Fine motor development
In addition to developing gross motor skills, a baby is simultaneously learning fine motor skills. Fine motor development concerns the coordination of the body’s smaller muscles, including the hands and face. Examples of fine motor skills include holding a pencil to write, buttoning a shirt, and turning pages of a book. Fine motor skills use the small muscles of both the hands and the eyes for performance.
- For the first few months, babies spend most of their time using their eyes rather than their hands to explore their environment. The grasping reflex, present at birth, is seen when a finger is pressed into the baby’s palm; the baby’s fingers will automatically curl around the person’s finger. This grasping reflex slowly integrates and allows the development of more mature grasping patterns.

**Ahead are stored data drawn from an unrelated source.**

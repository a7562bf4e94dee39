use rusqlite::Row;
use serde::{Deserialize, Serialize};

#[derive(Debug, Clone, PartialEq, Serialize, Deserialize)]
pub struct Course {
    /// Assigned by the store on insert.
    pub course_id: Option<i64>,
    pub course_name: String,
    pub course_code: String,
    pub description: Option<String>,
    pub duration_months: Option<i32>,
    pub fees: Option<f64>,
}

impl Course {
    pub fn new(name: &str, code: &str, description: Option<&str>, duration_months: Option<i32>, fees: Option<f64>) -> Self {
        Self {
            course_id: None,
            course_name: name.to_string(),
            course_code: code.to_string(),
            description: description.map(str::to_string),
            duration_months,
            fees,
        }
    }

    pub(crate) fn from_row(row: &Row) -> rusqlite::Result<Self> {
        Ok(Self {
            course_id: row.get("course_id")?,
            course_name: row.get("course_name")?,
            course_code: row.get("course_code")?,
            description: row.get("description")?,
            duration_months: row.get("duration_months")?,
            fees: row.get("fees")?,
        })
    }
}

/// A course together with the number of students currently referencing it.
#[derive(Debug, Clone, PartialEq, Serialize)]
pub struct CourseEnrollment {
    #[serde(flatten)]
    pub course: Course,
    pub student_count: i64,
}

impl CourseEnrollment {
    pub(crate) fn from_row(row: &Row) -> rusqlite::Result<Self> {
        Ok(Self {
            course: Course::from_row(row)?,
            student_count: row.get("student_count")?,
        })
    }
}
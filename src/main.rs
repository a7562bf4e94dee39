use institute::commands::Cli;
use institute::libs::messages::macros::is_debug_mode;
use institute::msg_error;
use std::process::ExitCode;
use tracing_subscriber::EnvFilter;

fn main() -> ExitCode {
    dotenv::dotenv().ok();

    if is_debug_mode() {
        tracing_subscriber::fmt()
            .with_env_filter(EnvFilter::try_from_default_env().unwrap_or_else(|_| EnvFilter::new("institute=debug")))
            .with_target(false)
            .init();
    }

    match Cli::menu() {
        Ok(()) => ExitCode::SUCCESS,
        Err(e) => {
            msg_error!(e);
            ExitCode::FAILURE
        }
    }
}
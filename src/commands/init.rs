use crate::{
    libs::{config::Config, data_storage::DataStorage, messages::Message},
    msg_info, msg_success,
};
use anyhow::Result;
use clap::Args;
use std::path::PathBuf;

#[derive(Debug, Args)]
pub struct InitArgs {
    /// Database file to use instead of the one in the data directory
    #[arg(long)]
    db: Option<PathBuf>,
    /// Assets directory (photos and icons)
    #[arg(long)]
    assets: Option<PathBuf>,
}

pub fn cmd(init_args: InitArgs) -> Result<()> {
    let storage = DataStorage::new();
    let mut config = Config::read_from(&storage)?;

    if let Some(path) = init_args.db {
        config.set_database_path(&path)?;
    }
    if let Some(dir) = init_args.assets {
        config.assets_dir = Some(dir);
    }

    let db = config.open_db(&storage)?;
    config.save_to(&storage)?;

    msg_success!(Message::ConfigSaved);
    msg_info!(Message::DbProvisioned(config.database_path(&storage).display().to_string()));
    tracing::debug!(version = db.version()?, "schema version");
    Ok(())
}
use super::{find_course, report};
use crate::{
    db::db::Db,
    libs::{
        config::Config,
        data_storage::DataStorage,
        error::StoreError,
        formatter::parse_date,
        messages::Message,
        student::{Gender, SearchField, Student, StudentStatus},
        view::View,
    },
    msg_bail_anyhow, msg_error, msg_error_anyhow, msg_info, msg_print, msg_warning,
};
use anyhow::Result;
use clap::{Args, Subcommand};
use dialoguer::{theme::ColorfulTheme, Confirm};
use std::fs;
use std::path::PathBuf;

#[derive(Debug, Args)]
pub struct StudentArgs {
    #[command(subcommand)]
    command: StudentCommand,
}

/// Editable student fields shared by `add` and `edit`.
#[derive(Debug, Args)]
struct StudentFields {
    #[arg(long)]
    gender: Option<Gender>,
    /// Date of birth (YYYY-MM-DD)
    #[arg(long)]
    dob: Option<String>,
    #[arg(long)]
    email: Option<String>,
    #[arg(long)]
    phone: Option<String>,
    #[arg(long)]
    address: Option<String>,
    /// Course id or code
    #[arg(long)]
    course: Option<String>,
    /// Admission date (YYYY-MM-DD or 'today')
    #[arg(long)]
    admitted: Option<String>,
    /// Image to copy into the photos directory
    #[arg(long)]
    photo: Option<PathBuf>,
    #[arg(long)]
    status: Option<StudentStatus>,
}

#[derive(Debug, Subcommand)]
enum StudentCommand {
    /// Admit a student under the next free id
    Add {
        first_name: String,
        last_name: String,
        #[command(flatten)]
        fields: StudentFields,
    },
    /// List all students, newest admissions first
    List,
    /// Search by id, name, email or phone
    Search {
        term: String,
        #[arg(short, long, value_enum, default_value_t = SearchField::All)]
        field: SearchField,
    },
    /// Show one student with their attendance rate
    Show { student_id: String },
    /// Change student fields; omitted fields keep their value
    Edit {
        student_id: String,
        #[arg(long)]
        first_name: Option<String>,
        #[arg(long)]
        last_name: Option<String>,
        /// Remove the course assignment
        #[arg(long, conflicts_with = "course")]
        no_course: bool,
        #[command(flatten)]
        fields: StudentFields,
    },
    /// Delete a student and their attendance
    Delete {
        student_id: String,
        #[arg(short, long)]
        yes: bool,
    },
    /// Print the id the next admission would get
    NextId,
}

pub fn cmd(db: &Db, storage: &DataStorage, args: StudentArgs) -> Result<()> {
    match args.command {
        StudentCommand::Add {
            first_name,
            last_name,
            fields,
        } => handle_add(db, storage, &first_name, &last_name, fields),
        StudentCommand::List => {
            let students = db.students().get_all_students()?;
            if students.is_empty() {
                msg_info!(Message::NoStudentsFound);
                return Ok(());
            }
            msg_print!(Message::StudentListHeader, true);
            View::students(&students);
            Ok(())
        }
        StudentCommand::Search { term, field } => {
            let students = db.students().search_students(&term, field)?;
            if students.is_empty() {
                msg_info!(Message::NoStudentsFound);
                return Ok(());
            }
            msg_print!(Message::StudentSearchResults(term), true);
            View::students(&students);
            Ok(())
        }
        StudentCommand::Show { student_id } => {
            let Some(student) = db.students().get_student_by_id(&student_id)? else {
                msg_error!(Message::StudentNotFound(student_id));
                return Ok(());
            };
            let rate = db.stats().student_attendance_rate(&student.student_id)?;
            View::student_detail(&student, rate);
            Ok(())
        }
        StudentCommand::Edit {
            student_id,
            first_name,
            last_name,
            no_course,
            fields,
        } => handle_edit(db, storage, &student_id, first_name, last_name, no_course, fields),
        StudentCommand::Delete { student_id, yes } => {
            let confirmed = yes
                || Confirm::with_theme(&ColorfulTheme::default())
                    .with_prompt(Message::ConfirmDeleteStudent(student_id.clone()).to_string())
                    .default(false)
                    .interact()?;
            if !confirmed {
                msg_info!(Message::OperationCancelled);
                return Ok(());
            }
            report(db.students().delete_student(&student_id));
            Ok(())
        }
        StudentCommand::NextId => {
            msg_print!(Message::StudentIdGenerated(db.students().next_student_id()?));
            Ok(())
        }
    }
}

fn handle_add(db: &Db, storage: &DataStorage, first_name: &str, last_name: &str, fields: StudentFields) -> Result<()> {
    let student_id = match db.students().next_student_id() {
        Err(StoreError::SequenceExhausted(year)) => msg_bail_anyhow!(Message::StudentIdSequenceExhausted(year)),
        other => other?,
    };
    let gender = fields
        .gender
        .ok_or_else(|| msg_error_anyhow!(Message::MissingStudentField("gender".to_string())))?;
    let dob = fields
        .dob
        .as_deref()
        .ok_or_else(|| msg_error_anyhow!(Message::MissingStudentField("dob".to_string())))
        .and_then(parse_date)?;
    let mut student = Student::new(&student_id, first_name, last_name, gender, dob);

    let photo = fields.photo.clone();
    apply_fields(db, &mut student, fields)?;

    let stored_photo = match photo {
        Some(source) => {
            let assets = Config::read_from(storage)?.assets(storage);
            let stored = assets.store_photo(&source, &student_id)?;
            student.photo_path = Some(stored.display().to_string());
            Some(stored)
        }
        None => None,
    };

    let outcome = db.students().add_student(&student);
    if !outcome.success {
        if let Some(path) = stored_photo {
            if let Err(e) = fs::remove_file(&path) {
                msg_warning!(Message::StudentPhotoCleanupFailed(path.display().to_string(), e.to_string()));
            }
        }
    } else {
        msg_info!(Message::StudentIdGenerated(student_id));
    }
    report(outcome);
    Ok(())
}

fn handle_edit(
    db: &Db,
    storage: &DataStorage,
    student_id: &str,
    first_name: Option<String>,
    last_name: Option<String>,
    no_course: bool,
    fields: StudentFields,
) -> Result<()> {
    let Some(mut student) = db.students().get_student_by_id(student_id)? else {
        msg_error!(Message::StudentNotFound(student_id.to_string()));
        return Ok(());
    };

    if let Some(first_name) = first_name {
        student.first_name = first_name;
    }
    if let Some(last_name) = last_name {
        student.last_name = last_name;
    }
    if let Some(gender) = fields.gender {
        student.gender = gender;
    }
    if let Some(dob) = fields.dob.as_deref() {
        student.dob = parse_date(dob)?;
    }
    if no_course {
        student.course_id = None;
    }
    // the current photo is only overwritten once the record update committed
    let photo = match fields.photo.clone() {
        Some(source) => {
            let assets = Config::read_from(storage)?.assets(storage);
            student.photo_path = Some(assets.photo_path(&source, student_id).display().to_string());
            Some((source, assets))
        }
        None => None,
    };
    apply_fields(db, &mut student, fields)?;

    let outcome = db.students().update_student(student_id, &student);
    if let (true, Some((source, assets))) = (outcome.success, photo) {
        let stored = assets.store_photo(&source, student_id)?;
        msg_info!(Message::StudentPhotoStored(stored.display().to_string()));
    }
    report(outcome);
    Ok(())
}

/// Copies the optional contact, course, admission and status fields onto `student`.
fn apply_fields(db: &Db, student: &mut Student, fields: StudentFields) -> Result<()> {
    if fields.email.is_some() {
        student.email = fields.email;
    }
    if fields.phone.is_some() {
        student.phone = fields.phone;
    }
    if fields.address.is_some() {
        student.address = fields.address;
    }
    if let Some(course) = fields.course.as_deref() {
        student.course_id = find_course(db, course)?.course_id;
    }
    if let Some(admitted) = fields.admitted.as_deref() {
        student.admission_date = parse_date(admitted)?;
    }
    if let Some(status) = fields.status {
        student.status = status;
    }
    Ok(())
}
use super::text_enum::text_enum;
use rusqlite::Row;
use serde::{Deserialize, Serialize};

text_enum! {
    #[derive(Debug, Clone, Copy, PartialEq, Eq, Default, Serialize, Deserialize, clap::ValueEnum)]
    pub enum Role {
        Admin => "Admin",
        #[default]
        Staff => "Staff",
    }
}

/// A login account. `password_hash` is whatever digest the caller computed;
/// the store only compares and overwrites it.
#[derive(Debug, Clone, PartialEq, Serialize, Deserialize)]
pub struct User {
    pub user_id: Option<i64>,
    pub username: String,
    pub email: String,
    #[serde(skip_serializing)]
    pub password_hash: String,
    pub full_name: Option<String>,
    pub role: Role,
}

impl User {
    pub fn new(username: &str, email: &str, password_hash: &str, full_name: Option<&str>, role: Role) -> Self {
        Self {
            user_id: None,
            username: username.to_string(),
            email: email.to_string(),
            password_hash: password_hash.to_string(),
            full_name: full_name.map(str::to_string),
            role,
        }
    }

    /// Full name when set, username otherwise.
    pub fn display_name(&self) -> &str {
        self.full_name.as_deref().filter(|name| !name.is_empty()).unwrap_or(&self.username)
    }

    pub(crate) fn from_row(row: &Row) -> rusqlite::Result<Self> {
        Ok(Self {
            user_id: row.get("user_id")?,
            username: row.get("username")?,
            email: row.get("email")?,
            password_hash: row.get("password_hash")?,
            full_name: row.get("full_name")?,
            role: row.get("role")?,
        })
    }
}
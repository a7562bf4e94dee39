use super::{find_course, report};
use crate::{
    db::db::Db,
    libs::{course::Course, formatter::format_rate, messages::Message, view::View},
    msg_info, msg_print,
};
use anyhow::Result;
use clap::{Args, Subcommand};
use dialoguer::{theme::ColorfulTheme, Confirm};

#[derive(Debug, Args)]
pub struct CourseArgs {
    #[command(subcommand)]
    command: CourseCommand,
}

#[derive(Debug, Subcommand)]
enum CourseCommand {
    /// Add a course
    Add {
        name: String,
        code: String,
        #[arg(short, long)]
        description: Option<String>,
        /// Duration in months
        #[arg(long)]
        duration: Option<i32>,
        #[arg(long)]
        fees: Option<f64>,
    },
    /// List courses with enrollment counts
    List,
    /// Show one course and its attendance rate
    Show {
        /// Course id or code
        course: String,
    },
    /// Change course fields; omitted fields keep their value
    Edit {
        /// Course id or code
        course: String,
        #[arg(long)]
        name: Option<String>,
        #[arg(long)]
        code: Option<String>,
        #[arg(short, long)]
        description: Option<String>,
        #[arg(long)]
        duration: Option<i32>,
        #[arg(long)]
        fees: Option<f64>,
    },
    /// Delete a course; its students stay, unassigned
    Delete {
        /// Course id or code
        course: String,
        #[arg(short, long)]
        yes: bool,
    },
}

pub fn cmd(db: &Db, args: CourseArgs) -> Result<()> {
    match args.command {
        CourseCommand::Add {
            name,
            code,
            description,
            duration,
            fees,
        } => {
            let course = Course::new(&name, &code, description.as_deref(), duration, fees);
            report(db.courses().add_course(&course));
            Ok(())
        }
        CourseCommand::List => handle_list(db),
        CourseCommand::Show { course } => handle_show(db, &course),
        CourseCommand::Edit {
            course,
            name,
            code,
            description,
            duration,
            fees,
        } => {
            let mut existing = find_course(db, &course)?;
            let course_id = existing.course_id.unwrap_or_default();
            if let Some(name) = name {
                existing.course_name = name;
            }
            if let Some(code) = code {
                existing.course_code = code;
            }
            if description.is_some() {
                existing.description = description;
            }
            if duration.is_some() {
                existing.duration_months = duration;
            }
            if fees.is_some() {
                existing.fees = fees;
            }
            report(db.courses().update_course(course_id, &existing));
            Ok(())
        }
        CourseCommand::Delete { course, yes } => handle_delete(db, &course, yes),
    }
}

fn handle_list(db: &Db) -> Result<()> {
    let courses = db.courses().get_all_courses()?;
    if courses.is_empty() {
        msg_info!(Message::NoCoursesFound);
        return Ok(());
    }

    msg_print!(Message::CourseListHeader, true);
    View::courses(&courses);
    Ok(())
}

fn handle_show(db: &Db, identifier: &str) -> Result<()> {
    let course = find_course(db, identifier)?;
    let course_id = course.course_id.unwrap_or_default();
    let students = db.students().get_students_by_course(course_id)?;
    let rate = db.stats().course_attendance_rate(course_id)?;

    msg_print!(Message::CourseAttendanceRate(course.course_name.clone(), rate), true);
    if students.is_empty() {
        msg_info!(Message::NoStudentsInCourse(course.course_name));
    } else {
        View::students(&students);
    }
    tracing::debug!(course_id, rate = %format_rate(rate), "course shown");
    Ok(())
}

fn handle_delete(db: &Db, identifier: &str, yes: bool) -> Result<()> {
    let course = find_course(db, identifier)?;

    let confirmed = yes
        || Confirm::with_theme(&ColorfulTheme::default())
            .with_prompt(Message::ConfirmDeleteCourse(course.course_name.clone()).to_string())
            .default(false)
            .interact()?;
    if !confirmed {
        msg_info!(Message::OperationCancelled);
        return Ok(());
    }

    report(db.courses().delete_course(course.course_id.unwrap_or_default()));
    Ok(())
}
//! Student records and the closed set of searchable columns.

use super::text_enum::text_enum;
use chrono::{Local, NaiveDate};
use rusqlite::Row;
use serde::{Deserialize, Serialize};

text_enum! {
    #[derive(Debug, Clone, Copy, PartialEq, Eq, Serialize, Deserialize, clap::ValueEnum)]
    pub enum Gender {
        Male => "Male",
        Female => "Female",
        Other => "Other",
    }
}

text_enum! {
    #[derive(Debug, Clone, Copy, PartialEq, Eq, Default, Serialize, Deserialize, clap::ValueEnum)]
    pub enum StudentStatus {
        #[default]
        Active => "Active",
        Inactive => "Inactive",
        Graduated => "Graduated",
    }
}

#[derive(Debug, Clone, PartialEq, Serialize, Deserialize)]
pub struct Student {
    pub student_id: String,
    pub first_name: String,
    pub last_name: String,
    pub gender: Gender,
    pub dob: NaiveDate,
    pub email: Option<String>,
    pub phone: Option<String>,
    pub address: Option<String>,
    pub course_id: Option<i64>,
    pub admission_date: NaiveDate,
    pub photo_path: Option<String>,
    pub status: StudentStatus,
    /// Joined from `courses` on reads; ignored on writes.
    pub course_name: Option<String>,
}

impl Student {
    /// New active student admitted today, with no contact details or course.
    pub fn new(student_id: &str, first_name: &str, last_name: &str, gender: Gender, dob: NaiveDate) -> Self {
        Self {
            student_id: student_id.to_string(),
            first_name: first_name.to_string(),
            last_name: last_name.to_string(),
            gender,
            dob,
            email: None,
            phone: None,
            address: None,
            course_id: None,
            admission_date: Local::now().date_naive(),
            photo_path: None,
            status: StudentStatus::Active,
            course_name: None,
        }
    }

    pub fn full_name(&self) -> String {
        format!("{} {}", self.first_name, self.last_name)
    }

    pub(crate) fn from_row(row: &Row) -> rusqlite::Result<Self> {
        Ok(Self {
            student_id: row.get("student_id")?,
            first_name: row.get("first_name")?,
            last_name: row.get("last_name")?,
            gender: row.get("gender")?,
            dob: row.get("dob")?,
            email: row.get("email")?,
            phone: row.get("phone")?,
            address: row.get("address")?,
            course_id: row.get("course_id")?,
            admission_date: row.get("admission_date")?,
            photo_path: row.get("photo_path")?,
            status: row.get("status")?,
            course_name: row.get("course_name")?,
        })
    }
}

/// Column(s) a student search matches against.
///
/// The variants map to fixed column references; search terms are always bound
/// as parameters, so no caller-supplied text ever reaches the SQL itself.
#[derive(Debug, Clone, Copy, PartialEq, Eq, Default, clap::ValueEnum)]
pub enum SearchField {
    /// Student ID, first name, last name and email.
    #[default]
    All,
    StudentId,
    FirstName,
    LastName,
    Email,
    Phone,
}

impl SearchField {
    pub fn columns(&self) -> &'static [&'static str] {
        match self {
            SearchField::All => &["s.student_id", "s.first_name", "s.last_name", "s.email"],
            SearchField::StudentId => &["s.student_id"],
            SearchField::FirstName => &["s.first_name"],
            SearchField::LastName => &["s.last_name"],
            SearchField::Email => &["s.email"],
            SearchField::Phone => &["s.phone"],
        }
    }

    /// `WHERE` predicate matching `?1` against every column of this field.
    /// Both sides go through the connection's `fold` function, so case is
    /// ignored for every script, not only ASCII.
    pub(crate) fn predicate(&self) -> String {
        self.columns()
            .iter()
            .map(|column| format!("fold({}) LIKE fold(?1) ESCAPE '\\'", column))
            .collect::<Vec<_>>()
            .join(" OR ")
    }
}

/// Wraps `term` for a literal, case-insensitive substring `LIKE` match.
pub fn like_pattern(term: &str) -> String {
    let mut escaped = String::with_capacity(term.len() + 2);
    escaped.push('%');
    for c in term.chars() {
        if matches!(c, '\\' | '%' | '_') {
            escaped.push('\\');
        }
        escaped.push(c);
    }
    escaped.push('%');
    escaped
}

#[cfg(test)]
mod tests {
    use super::*;

    #[test]
    fn like_pattern_escapes_wildcards() {
        assert_eq!(like_pattern("john"), "%john%");
        assert_eq!(like_pattern("50%_off"), "%50\\%\\_off%");
        assert_eq!(like_pattern("a\\b"), "%a\\\\b%");
    }

    #[test]
    fn all_field_covers_identity_names_and_email() {
        let predicate = SearchField::All.predicate();
        assert_eq!(predicate.matches("LIKE fold(?1)").count(), 4);
        assert!(predicate.contains("fold(s.email) LIKE fold(?1)"));
        assert_eq!(SearchField::Phone.predicate(), "fold(s.phone) LIKE fold(?1) ESCAPE '\\'");
    }

    #[test]
    fn status_text_round_trips_through_from_str() {
        for status in StudentStatus::ALL {
            assert_eq!(status.as_str().parse::<StudentStatus>().unwrap(), *status);
        }
        assert!("active".parse::<StudentStatus>().is_err());
        assert_eq!(StudentStatus::default(), StudentStatus::Active);
    }
}
use serde::Serialize;

#[derive(Debug, Clone, PartialEq, Serialize)]
pub struct CourseCount {
    pub course_name: String,
    pub count: i64,
}

/// Admissions in one calendar month, `month` formatted `YYYY-MM`.
#[derive(Debug, Clone, PartialEq, Eq, Serialize)]
pub struct MonthCount {
    pub month: String,
    pub count: i64,
}

#[derive(Debug, Clone, PartialEq, Serialize)]
pub struct DashboardStats {
    pub total_students: i64,
    pub total_courses: i64,
    pub active_students: i64,
    /// Overall Present percentage, rounded to 2 decimal places.
    pub attendance_rate: f64,
    /// Every course, including those with no students.
    pub students_by_course: Vec<CourseCount>,
    /// Trailing 12 months; months without admissions are absent.
    pub monthly_admissions: Vec<MonthCount>,
}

- At four months, babies will begin to reach out for toys with their arms and hands more frequently. The reach looks more like a swipe because the baby is learning to control the arm and hand. Over time, babies learn how to make smoother and more coordinated movements with their arms and hands.
- As children get older, their fine motor skills improve. At 3 years of age, children can pick up the tiniest objects between their thumb and forefinger for some time, but they are still somewhat clumsy at it. Three-year-olds can build surprisingly high block towers, each block placed with intense concentration but often not in a completely straight line. When 3-year-olds play with a form board or a simple puzzle, they are rather rough in placing the pieces. When they try to position a piece in a hole, they often try to force the piece or pat it vigorously.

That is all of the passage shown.